AURORA | The city of Aurora has partnered with other area health agencies to launch a campaign aimed to improve the wellness of immigrants and refugees living in Aurora.
The Office of International and Immigrant Affairs and Tri-County Health Department last week at the Aurora History Museum launched “Health Powers Life.” The campaign encourages healthy living to help improve the quality of life of Aurora immigrants and refugees — many of who do not have access to regular health services. The plan addresses annual medical checkups, healthy eating, exercise, rest and balance.
“Aurora today is the only city in the state of Colorado and one of the few cities in the United States that has a formal plan addressing immigrant integration,” said Mayor Steve Hogan April 7 at the campaign launch.
Part of that plan includes addressing health needs, and increasing health awareness and education. Campaign organizers and officials pointed out that not everybody has access to necessary health services, particularly the city’s immigrants and refugees.
One of five people in Aurora were born outside the United States — a statistic that made Aurora one of six cities in the U.S. to earn a Cultural Diversity Award last month from the National League of Cities. Citing a study by the Wilder Foundataion, city officials and campaign organizers say immigrant populations can be dealing with anything from poverty, trauma and other issues caused by the stress of migration and resettlement, all of which can affect health.
Along with physical health, the plan addresses awareness and prevention of mental illness, too. The first step is to reduce the stigma and open conversation so people feel comfortable to talk about mental illness, said Dr. John Douglas, executive director of the Tri-County Health Department.
“We would like to normalize the concept that your behavioral health, your mental health is a key aspect of your overall health and well-being,” Douglas said.

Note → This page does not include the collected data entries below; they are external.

//! Store client contracts.
//!
//! This module defines the traits for the external key-value store. The
//! session engine only issues logical operations (get, conditional update,
//! delete); wire protocols live in adapter crates.
//!
//! ```text
//! LockingStrategy ──► KeyValueStore ──► RedisStore / in-memory mock
//!
//! Provisioning    ──► TableAdmin    (not on the request path)
//! ```

use crate::error::StoreError;
use crate::item::{Expectations, Item, ItemUpdate};
use std::future::Future;

/// Key-value store holding one record per session id.
///
/// # Implementation Notes
///
/// - `update_item` must evaluate expectations and apply actions atomically
/// - Updates merge at column level; untouched columns are preserved
/// - A record left without columns is removed
pub trait KeyValueStore: Send + Sync {
    /// Fetch a record.
    ///
    /// # Returns
    ///
    /// `None` if no record exists for `key`.
    ///
    /// # Errors
    ///
    /// Returns [`StoreError::Service`] if the backend call fails.
    fn get_item(&self, key: &str) -> impl Future<Output = Result<Option<Item>, StoreError>> + Send;

    /// Conditionally update a record, creating it if needed.
    ///
    /// # Returns
    ///
    /// The record as it exists after the update.
    ///
    /// # Errors
    ///
    /// Returns error if:
    /// - Expectations do not hold → [`StoreError::ConditionalCheckFailed`]
    /// - Backend call fails → [`StoreError::Service`]
    fn update_item(
        &self,
        key: &str,
        update: &ItemUpdate,
    ) -> impl Future<Output = Result<Item, StoreError>> + Send;

    /// Delete a record if `expected` holds.
    ///
    /// Expectations are evaluated as for `update_item`, a missing record
    /// having every column absent. Deleting a missing record whose
    /// expectations hold succeeds.
    ///
    /// # Errors
    ///
    /// Returns error if:
    /// - Expectations do not hold → [`StoreError::ConditionalCheckFailed`]
    /// - Backend call fails → [`StoreError::Service`]
    fn delete_item(
        &self,
        key: &str,
        expected: &Expectations,
    ) -> impl Future<Output = Result<(), StoreError>> + Send;
}

/// Table definition used by provisioning.
#[derive(Debug, Clone, PartialEq, Eq)]
pub struct TableSpec {
    /// Table name.
    pub name: String,
    /// Primary key column.
    pub key_attribute: String,
    /// Secondary index names (typically over shadow columns).
    pub secondary_indexes: Vec<String>,
    /// Provisioned read capacity.
    pub read_capacity: u64,
    /// Provisioned write capacity.
    pub write_capacity: u64,
}

/// Lifecycle state reported by the store for a table.
#[derive(Debug, Clone, Copy, PartialEq, Eq)]
pub enum TableStatus {
    /// Being created.
    Creating,
    /// Ready for traffic.
    Active,
    /// Being deleted.
    Deleting,
    /// Does not exist.
    Missing,
}

/// Table provisioning.
pub trait TableAdmin: Send + Sync {
    /// Request creation of a table.
    ///
    /// # Errors
    ///
    /// Returns error if:
    /// - Table already exists → [`StoreError::TableExists`]
    /// - Backend call fails → [`StoreError::Service`]
    fn create_table(&self, spec: &TableSpec) -> impl Future<Output = Result<(), StoreError>> + Send;

    /// Request deletion of a table.
    ///
    /// # Errors
    ///
    /// Returns error if:
    /// - Table does not exist → [`StoreError::TableNotFound`]
    /// - Backend call fails → [`StoreError::Service`]
    fn delete_table(&self, name: &str) -> impl Future<Output = Result<(), StoreError>> + Send;

    /// Current lifecycle state of a table.
    ///
    /// # Errors
    ///
    /// Returns [`StoreError::Service`] if the backend call fails.
    fn table_status(&self, name: &str) -> impl Future<Output = Result<TableStatus, StoreError>> + Send;
}
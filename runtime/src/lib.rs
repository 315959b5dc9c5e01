//! # Composable Session Runtime
//!
//! Locking strategies and the per-request session driver.
//!
//! ## Core Components
//!
//! - **`NullLocking`**: change detection, last writer wins per column
//! - **`PessimisticLocking`**: exclusive lock taken on read, released on write
//! - **`Locking`**: strategy selected from [`SessionConfig`]
//! - **`SessionManager`**: open / save / destroy for one request
//! - **Provisioning**: [`ensure_table`] and [`drop_table`]
//!
//! ## Example
//!
//! ```ignore
//! use composable_session_runtime::{SessionConfig, SessionManager};
//! use composable_session_core::SessionEnvironment;
//!
//! let config = SessionConfig::from_env()?;
//! let manager = SessionManager::from_config(&config, store, SessionEnvironment::production())?;
//!
//! let mut session = manager.open(presented_id).await?;
//! session.insert("visits", 1);
//! let id = manager.save(&mut session).await?;
//! ```

#![deny(clippy::unwrap_used)]
#![deny(clippy::expect_used)]
#![deny(clippy::panic)]
#![deny(clippy::todo)]
#![deny(clippy::unimplemented)]

/// Retry logic with exponential backoff
pub mod retry;

/// Prometheus metrics for observability
pub mod metrics;

/// Session configuration
pub mod config;

/// Write planning and change detection
pub mod write;

/// Locking strategy without mutual exclusion
pub mod null;

/// Exclusive per-session locking
pub mod pessimistic;

/// Strategy selected from configuration
pub mod strategy;

/// Per-request session driver
pub mod manager;

/// Table provisioning
pub mod provision;

pub use config::{ConfigError, LockConfig, LockingMode, SessionConfig, TableConfig};
pub use manager::{ActiveSession, IdOrigin, SessionManager};
pub use self::metrics::{MetricsError, MetricsErrorHandler, MetricsServer, register_metrics};
pub use null::NullLocking;
pub use pessimistic::PessimisticLocking;
pub use provision::{drop_table, ensure_table};
pub use retry::{Backoff, RetryPolicy};
pub use strategy::Locking;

Although the campaign can not solve every issue instantly, awareness can help where money is lacking, Douglas added. In addition to services, the campaign promotes exercise, healthy meals, a good night’s rest and reduced stress as ways to prevent a hospital trip.
“This campaign is not going to fix that. Hopefully it will, as part of … other efforts, draw attention to it. We want legislators who serve Aurora to be aware of this campaign,” Douglas said.

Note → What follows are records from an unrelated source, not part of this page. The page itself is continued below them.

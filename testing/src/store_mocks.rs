//! In-memory store testing utilities
//!
//! Provides fast, deterministic stand-ins for the external store:
//! - [`InMemoryStore`]: `KeyValueStore` with conditional updates and call recording
//! - [`InMemoryTableAdmin`]: `TableAdmin` whose tables become active after N polls

#![allow(clippy::unwrap_used)] // Test infrastructure uses unwrap for simplicity
#![allow(clippy::missing_panics_doc)] // Test utilities document panics where critical

use composable_session_core::{
    Expectations, Item, ItemUpdate, KeyValueStore, StoreError, TableAdmin, TableSpec, TableStatus,
};
use std::collections::HashMap;
use std::sync::{Arc, RwLock};

/// A store call, as observed by [`InMemoryStore`].
#[derive(Debug, Clone, PartialEq)]
pub enum StoreCall {
    /// `get_item(key)`
    Get(String),
    /// `update_item(key, update)`
    Update(String, ItemUpdate),
    /// `delete_item(key, expected)`
    Delete(String),
}

/// In-memory key-value store for fast, deterministic testing.
///
/// Applies [`ItemUpdate`]s with the same semantics a real store client must
/// provide: expectations evaluated against the current record, column-level
/// merge, empty records removed.
///
/// # Example
///
/// ```
/// use composable_session_testing::InMemoryStore;
/// use composable_session_core::{AttributeValue, ItemUpdate, KeyValueStore};
///
/// # async fn example() -> Result<(), Box<dyn std::error::Error>> {
/// let store = InMemoryStore::new();
///
/// let mut update = ItemUpdate::new();
/// update.put("role", AttributeValue::Text("admin".into()));
/// store.update_item("session-1", &update).await?;
///
/// assert!(store.get_item("session-1").await?.is_some());
/// assert_eq!(store.call_count(), 2);
/// # Ok(())
/// # }
/// ```
#[derive(Clone, Debug, Default)]
pub struct InMemoryStore {
    items: Arc<RwLock<HashMap<String, Item>>>,
    calls: Arc<RwLock<Vec<StoreCall>>>,
    failure: Arc<RwLock<Option<StoreError>>>,
}

impl InMemoryStore {
    /// Create a new empty store
    #[must_use]
    pub fn new() -> Self {
        Self::default()
    }

    /// Make every subsequent call fail with `error` (until cleared)
    pub fn fail_with(&self, error: StoreError) {
        *self.failure.write().unwrap() = Some(error);
    }

    /// Stop injecting failures
    pub fn recover(&self) {
        *self.failure.write().unwrap() = None;
    }

    /// Seed a record directly, bypassing call recording
    pub fn insert(&self, key: &str, item: Item) {
        self.items.write().unwrap().insert(key.to_string(), item);
    }

    /// Current record for `key`, bypassing call recording
    #[must_use]
    pub fn item(&self, key: &str) -> Option<Item> {
        self.items.read().unwrap().get(key).cloned()
    }

    /// Number of stored records
    #[must_use]
    pub fn len(&self) -> usize {
        self.items.read().unwrap().len()
    }

    /// Check if the store is empty
    #[must_use]
    pub fn is_empty(&self) -> bool {
        self.items.read().unwrap().is_empty()
    }

    /// All calls made so far, in order
    #[must_use]
    pub fn calls(&self) -> Vec<StoreCall> {
        self.calls.read().unwrap().clone()
    }

    /// Number of calls made so far
    #[must_use]
    pub fn call_count(&self) -> usize {
        self.calls.read().unwrap().len()
    }

    /// Updates issued so far, in order
    #[must_use]
    pub fn updates(&self) -> Vec<ItemUpdate> {
        self.calls
            .read()
            .unwrap()
            .iter()
            .filter_map(|call| match call {
                StoreCall::Update(_, update) => Some(update.clone()),
                _ => None,
            })
            .collect()
    }

    /// The most recent update, if any
    #[must_use]
    pub fn last_update(&self) -> Option<ItemUpdate> {
        self.updates().pop()
    }

    /// Forget recorded calls (records are kept)
    pub fn clear_calls(&self) {
        self.calls.write().unwrap().clear();
    }

    fn record(&self, call: StoreCall) -> Result<(), StoreError> {
        self.calls.write().unwrap().push(call);
        match self.failure.read().unwrap().clone() {
            Some(error) => Err(error),
            None => Ok(()),
        }
    }
}

impl KeyValueStore for InMemoryStore {
    async fn get_item(&self, key: &str) -> Result<Option<Item>, StoreError> {
        self.record(StoreCall::Get(key.to_string()))?;
        Ok(self.item(key))
    }

    async fn update_item(&self, key: &str, update: &ItemUpdate) -> Result<Item, StoreError> {
        self.record(StoreCall::Update(key.to_string(), update.clone()))?;

        let mut items = self.items.write().unwrap();
        if !update.expected.matches(items.get(key)) {
            return Err(StoreError::ConditionalCheckFailed);
        }

        let mut item = items.remove(key).unwrap_or_default();
        update.apply(&mut item);
        if !item.is_empty() {
            items.insert(key.to_string(), item.clone());
        }
        Ok(item)
    }

    async fn delete_item(&self, key: &str, expected: &Expectations) -> Result<(), StoreError> {
        self.record(StoreCall::Delete(key.to_string()))?;

        let mut items = self.items.write().unwrap();
        if !expected.matches(items.get(key)) {
            return Err(StoreError::ConditionalCheckFailed);
        }
        items.remove(key);
        Ok(())
    }
}

#[derive(Debug, Clone)]
struct TableEntry {
    spec: TableSpec,
    status: TableStatus,
    pending_polls: usize,
}

/// In-memory table admin.
///
/// Created tables report `Creating` for `polls_until_ready` status polls,
/// then `Active`; deleted tables report `Deleting` for the same number of
/// polls, then disappear.
#[derive(Clone, Debug, Default)]
pub struct InMemoryTableAdmin {
    tables: Arc<RwLock<HashMap<String, TableEntry>>>,
    polls_until_ready: usize,
    status_polls: Arc<RwLock<usize>>,
}

impl InMemoryTableAdmin {
    /// Tables transition after `polls_until_ready` status polls
    #[must_use]
    pub fn new(polls_until_ready: usize) -> Self {
        Self {
            polls_until_ready,
            ..Self::default()
        }
    }

    /// Spec of an existing table
    #[must_use]
    pub fn spec(&self, name: &str) -> Option<TableSpec> {
        self.tables.read().unwrap().get(name).map(|t| t.spec.clone())
    }

    /// Number of `table_status` calls so far
    #[must_use]
    pub fn status_polls(&self) -> usize {
        *self.status_polls.read().unwrap()
    }
}

impl TableAdmin for InMemoryTableAdmin {
    async fn create_table(&self, spec: &TableSpec) -> Result<(), StoreError> {
        let mut tables = self.tables.write().unwrap();
        if tables.contains_key(&spec.name) {
            return Err(StoreError::TableExists(spec.name.clone()));
        }

        let status = if self.polls_until_ready == 0 {
            TableStatus::Active
        } else {
            TableStatus::Creating
        };
        tables.insert(
            spec.name.clone(),
            TableEntry {
                spec: spec.clone(),
                status,
                pending_polls: self.polls_until_ready,
            },
        );
        Ok(())
    }

    async fn delete_table(&self, name: &str) -> Result<(), StoreError> {
        let mut tables = self.tables.write().unwrap();
        let Some(entry) = tables.get_mut(name) else {
            return Err(StoreError::TableNotFound(name.to_string()));
        };

        if self.polls_until_ready == 0 {
            tables.remove(name);
        } else {
            entry.status = TableStatus::Deleting;
            entry.pending_polls = self.polls_until_ready;
        }
        Ok(())
    }

    async fn table_status(&self, name: &str) -> Result<TableStatus, StoreError> {
        *self.status_polls.write().unwrap() += 1;

        let mut tables = self.tables.write().unwrap();
        let Some(entry) = tables.get_mut(name) else {
            return Ok(TableStatus::Missing);
        };

        if entry.pending_polls > 0 {
            entry.pending_polls -= 1;
            return Ok(entry.status);
        }

        let status = entry.status;
        match status {
            TableStatus::Creating => {
                entry.status = TableStatus::Active;
                Ok(TableStatus::Active)
            }
            TableStatus::Deleting => {
                tables.remove(name);
                Ok(TableStatus::Missing)
            }
            status => Ok(status),
        }
    }
}
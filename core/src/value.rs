//! Session value model.
//!
//! Session data is a closed, tagged tree of values rather than an arbitrary
//! host object graph, which keeps the codec deterministic and testable.
//! Maps are ordered (`BTreeMap`) so that two equal values always encode to
//! the same bytes.

use serde::{Deserialize, Serialize};
use std::collections::BTreeMap;

/// Attribute bag held by a session.
pub type SessionData = BTreeMap<String, SessionValue>;

/// A single session value.
#[derive(Debug, Clone, PartialEq, Serialize, Deserialize)]
pub enum SessionValue {
    /// Explicit null.
    Null,
    /// Boolean.
    Bool(bool),
    /// Signed integer.
    Int(i64),
    /// Floating point number.
    Float(f64),
    /// UTF-8 string.
    Text(String),
    /// Ordered sequence.
    List(Vec<SessionValue>),
    /// Nested mapping with ordered keys.
    Map(BTreeMap<String, SessionValue>),
}

impl SessionValue {
    /// Borrow the string content, if this is a `Text` value.
    #[must_use]
    pub fn as_str(&self) -> Option<&str> {
        match self {
            Self::Text(s) => Some(s),
            _ => None,
        }
    }

    /// Integer content, if this is an `Int` value.
    #[must_use]
    pub const fn as_i64(&self) -> Option<i64> {
        match self {
            Self::Int(n) => Some(*n),
            _ => None,
        }
    }

    /// Boolean content, if this is a `Bool` value.
    #[must_use]
    pub const fn as_bool(&self) -> Option<bool> {
        match self {
            Self::Bool(b) => Some(*b),
            _ => None,
        }
    }

    /// Returns `true` for `Null`.
    #[must_use]
    pub const fn is_null(&self) -> bool {
        matches!(self, Self::Null)
    }
}

impl From<bool> for SessionValue {
    fn from(value: bool) -> Self {
        Self::Bool(value)
    }
}

impl From<i64> for SessionValue {
    fn from(value: i64) -> Self {
        Self::Int(value)
    }
}

impl From<i32> for SessionValue {
    fn from(value: i32) -> Self {
        Self::Int(i64::from(value))
    }
}

impl From<f64> for SessionValue {
    fn from(value: f64) -> Self {
        Self::Float(value)
    }
}

impl From<&str> for SessionValue {
    fn from(value: &str) -> Self {
        Self::Text(value.to_string())
    }
}

impl From<String> for SessionValue {
    fn from(value: String) -> Self {
        Self::Text(value)
    }
}

impl<T: Into<Self>> From<Vec<T>> for SessionValue {
    fn from(values: Vec<T>) -> Self {
        Self::List(values.into_iter().map(Into::into).collect())
    }
}

impl From<BTreeMap<String, Self>> for SessionValue {
    fn from(map: BTreeMap<String, Self>) -> Self {
        Self::Map(map)
    }
}

impl<T: Into<Self>> From<Option<T>> for SessionValue {
    fn from(value: Option<T>) -> Self {
        value.map_or(Self::Null, Into::into)
    }
}

#[cfg(test)]
mod tests {
    use super::*;

    #[test]
    fn test_conversions() {
        assert_eq!(SessionValue::from("admin"), SessionValue::Text("admin".into()));
        assert_eq!(SessionValue::from(7), SessionValue::Int(7));
        assert_eq!(SessionValue::from(None::<bool>), SessionValue::Null);
        assert_eq!(
            SessionValue::from(vec![1, 2]),
            SessionValue::List(vec![SessionValue::Int(1), SessionValue::Int(2)])
        );
    }

    #[test]
    fn test_accessors() {
        assert_eq!(SessionValue::from("x").as_str(), Some("x"));
        assert_eq!(SessionValue::from(3).as_i64(), Some(3));
        assert_eq!(SessionValue::from(true).as_bool(), Some(true));
        assert!(SessionValue::Null.is_null());
        assert_eq!(SessionValue::from(1.5).as_i64(), None);
    }
}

Annual checkups, however, are encouraged by the city, with the Tri-County Health Department offering information and resources for enrolling in health care or help with Medicaid.
For those unable to access a medical facility, there is Community Research Education Awareness Results, a grassroots company that brings health services to those in need. CREA Results operates from a van that offers health education, and more simple care like testing blood and checking weight and height, while educating people on their blood pressure reading and understanding health issues like obesity, said the CEO of CREA, Fernando Pineda-Reyes.
The mobile unit will come to people and help the best they can, which includes giving a new pillowcase to a child with asthma or checking a home for lead. Sometimes they can only help by lending an ear, Pineda-Reyes said.
“Without partnerships it’s nothing but a van,” said Pineda-Reyes. “I am not a clinic. I need the clinical staff. We will take care of driving it, moving there, liabilities and things like that, but we really need (more partners.)”
More is expected to come, depending on those partnerships Pineda-Reyes said.
CREA will be available at multiple events in Aurora, including Global Fest Aug. 19.
Other campaign goals include reducing obesity by educating the community on healthier eating habits and helping to eliminate food, like high-sugar beverages, prevalent in many diets.
Opiate overdose prevention is another part of the campaign, due to an alarming growth of addiction and overdose in Aurora, both with prescription opiates and more recently, heroin according to Douglas.
Douglas said partners like Aurora Health were adding overdose prevention in place of the Arapahoe House, who recently announced that detox facilities were no longer a service they can provide.
“This is about awareness and education, so I think we can start making the difference,” said Ricardo Gambetta, manager of Aurora’s Office of International and Immigrant Affairs. “This is a long-term campaign, so let’s see what happens.”